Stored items
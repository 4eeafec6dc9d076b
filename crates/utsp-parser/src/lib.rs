// This Source Code Form is subject to the terms of the Mozilla Public
// License, v. 2.0. If a copy of the MPL was not distributed with this
// file, You can obtain one at https://mozilla.org/MPL/2.0/.

//! Utsp Parser - STEP/IFC reader and writer
//!
//! This crate loads IFC (STEP) files for validation and implements the
//! traits defined in `utsp-model`.
//!
//! # Features
//!
//! - **Fast tokenization** using `nom` combinators
//! - **SIMD-accelerated scanning** using `memchr`
//! - **Lazy entity decoding** - only parse entities when needed
//! - **Append-only writing** - new instances are spliced into the DATA
//!   section without touching existing lines
//!
//! # Example
//!
//! ```ignore
//! use utsp_parser::ParsedModel;
//! use utsp_model::{IfcModel, IfcType};
//!
//! let model = ParsedModel::open("RIV_Hull.ifc")?;
//! let proxies = model.resolver().entities_by_type(&IfcType::IfcBuildingElementProxy);
//! println!("Found {} proxies", proxies.len());
//! ```

mod guid;
mod model;
mod properties;
mod resolver;
mod scanner;
mod tokenizer;
mod writer;

pub use guid::{compress_guid, new_global_id};
pub use model::ParsedModel;
pub use scanner::{EntityIndex, EntityScanner};
pub use tokenizer::{decode_step_string, parse_entity, Token};
pub use writer::{encode_attribute, encode_string, StepWriter};

use std::sync::Arc;
use utsp_model::{IfcModel, IfcParser, ProgressCallback, Result};

/// Main STEP/IFC parser implementing `IfcParser` trait
#[derive(Default)]
pub struct StepParser;

impl StepParser {
    /// Create a new parser
    pub fn new() -> Self {
        Self
    }
}

impl IfcParser for StepParser {
    fn parse(&self, content: &str) -> Result<Arc<dyn IfcModel>> {
        ParsedModel::parse(content).map(|m| Arc::new(m) as Arc<dyn IfcModel>)
    }

    fn parse_with_progress(
        &self,
        content: &str,
        on_progress: ProgressCallback,
    ) -> Result<Arc<dyn IfcModel>> {
        ParsedModel::parse_with_progress(content, on_progress)
            .map(|m| Arc::new(m) as Arc<dyn IfcModel>)
    }
}

/// Parse into a shared model handle
pub fn parse(content: &str) -> Result<Arc<dyn IfcModel>> {
    StepParser::new().parse(content)
}

/// [`parse`], reporting `(phase, percent)` along the way
pub fn parse_with_progress(
    content: &str,
    on_progress: impl Fn(&str, f32) + Send + 'static,
) -> Result<Arc<dyn IfcModel>> {
    StepParser::new().parse_with_progress(content, Box::new(on_progress))
}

## EXERCISE OBJECTIVE
Only the lines above from the one with "the Mozilla Public" through the one with "entities when needed" should be duplicated, character for character.

## FINISHED TASK
// This Source Code Form is subject to the terms of the Mozilla Public
// License, v. 2.0. If a copy of the MPL was not distributed with this
// file, You can obtain one at https://mozilla.org/MPL/2.0/.

//! Utsp Parser - STEP/IFC reader and writer
//!
//! This crate loads IFC (STEP) files for validation and implements the
//! traits defined in `utsp-model`.
//!
//! # Features
//!
//! - **Fast tokenization** using `nom` combinators
//! - **SIMD-accelerated scanning** using `memchr`
//! - **Lazy entity decoding** - only parse entities when needed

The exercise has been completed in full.